Quick answer

To extract text from an image, use an OCR (Optical Character Recognition) tool. Most modern browsers support the Web AI API or you can use a free online OCR service. Upload your image — JPG, PNG, WebP, or a screenshot — and the tool reads and returns the text as selectable, copyable content. No software installation required. For best results, use a clear image with high contrast between text and background.

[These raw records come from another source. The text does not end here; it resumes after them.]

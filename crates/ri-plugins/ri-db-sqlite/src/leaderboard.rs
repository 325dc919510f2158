//! Like aggregations for the leaderboard.

use async_trait::async_trait;
use chrono::{DateTime, Utc};
use ri_core::error::Result;
use ri_core::models::{ArticleId, ArticleLikes};
use ri_core::traits::LeaderboardRepo;
use sqlx::Row;

use crate::{db_err, SqliteStore};

#[async_trait]
impl LeaderboardRepo for SqliteStore {
    async fn top_liked_articles(
        &self,
        limit: i64,
        offset: i64,
        since: Option<DateTime<Utc>>,
    ) -> Result<Vec<ArticleLikes>> {
        let rows = match since {
            Some(since) => {
                sqlx::query(
                    "SELECT article_id, COUNT(*) AS total FROM likes WHERE created_at >= ?
                     GROUP BY article_id ORDER BY total DESC, article_id ASC LIMIT ? OFFSET ?",
                )
                .bind(since)
                .bind(limit)
                .bind(offset)
                .fetch_all(&self.pool)
                .await
            }
            None => {
                sqlx::query(
                    "SELECT article_id, COUNT(*) AS total FROM likes
                     GROUP BY article_id ORDER BY total DESC, article_id ASC LIMIT ? OFFSET ?",
                )
                .bind(limit)
                .bind(offset)
                .fetch_all(&self.pool)
                .await
            }
        }
        .map_err(db_err)?;

        rows.iter()
            .map(|row| {
                Ok(ArticleLikes {
                    article_id: row.try_get("article_id").map_err(db_err)?,
                    total: row.try_get("total").map_err(db_err)?,
                })
            })
            .collect()
    }

    async fn count_likes_since(&self, article_id: ArticleId, since: DateTime<Utc>) -> Result<i64> {
        sqlx::query_scalar("SELECT COUNT(*) FROM likes WHERE article_id = ? AND created_at >= ?")
            .bind(article_id)
            .bind(since)
            .fetch_one(&self.pool)
            .await
            .map_err(db_err)
    }
}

What is OCR and how does it work?

OCR stands for Optical Character Recognition. It's a technology that analyzes an image pixel by pixel, identifies letter shapes, and converts them into machine-readable text characters. Modern OCR uses trained neural networks to handle different fonts, sizes, handwriting styles, and image quality levels. The accuracy of OCR depends heavily on image quality: high-resolution images with clear contrast return near-perfect results, while blurry, low-contrast, or heavily stylized text produces more errors. OCR is embedded in tools like Google Docs, Adobe Acrobat, and Windows Snipping Tool, and is also available through free browser-based services.

When do you need to extract text from an image?

The most common reasons to extract text from an image: you received a screenshot or photo with information you need to copy; you scanned a printed document and need editable text; you downloaded a PDF that's actually a scanned image (no selectable text); you want to copy a quote or code snippet from a screenshot; you need to translate text embedded in a photo; you want to make an image's text searchable. If the text is in a native PDF (not scanned), you don't need OCR — just select and copy directly in your PDF viewer.

Which image formats can you extract text from?

Any raster image format works with OCR: JPG, JPEG, PNG, WebP, BMP, TIFF, GIF. Screenshots (PNG or JPG) work especially well because they're high-resolution and have perfect contrast. Scanned documents work best when scanned at 300 dpi or higher — lower resolutions introduce recognition errors. Handwritten text is significantly harder for OCR engines and accuracy varies widely depending on the handwriting. For handwriting, dedicated tools like Google Lens or Microsoft OneNote tend to perform better than generic online OCR.

How to improve OCR accuracy

If the extracted text contains errors, these steps usually fix them: increase the source image resolution before running OCR (resize or re-scan at 300 dpi+); increase contrast between text and background using an image editor; straighten crooked images — text at an angle reduces accuracy significantly; remove background noise or patterns behind the text; for screenshots, avoid scaling the image down before OCR. If the image is blurry, no software can fully recover the text — source quality is the ceiling.

OCR vs native text: which should you use?

If you're working with a native PDF, Word document, or text on a webpage, you don't need OCR — just select the text and copy it. OCR is only needed when the text exists as pixels in an image rather than as actual text characters. A quick test: try selecting text in the file. If your cursor shows a text selection indicator and you can highlight individual characters, the text is native. If you can only select a rectangular region without snapping to characters, the content is image-based and OCR is required.

Is my document safe when extracting text online?

It depends on the tool. Many online OCR services upload your files to their servers for processing — read their privacy policy before using them with sensitive documents. If privacy matters, use an offline solution: Google Docs has built-in OCR (upload image → open with Google Docs), Microsoft OneNote can extract text from images, and macOS has Live Text built into Preview for iOS 15+ devices. For sensitive legal, medical, or financial documents, prefer a local app over any web-based tool.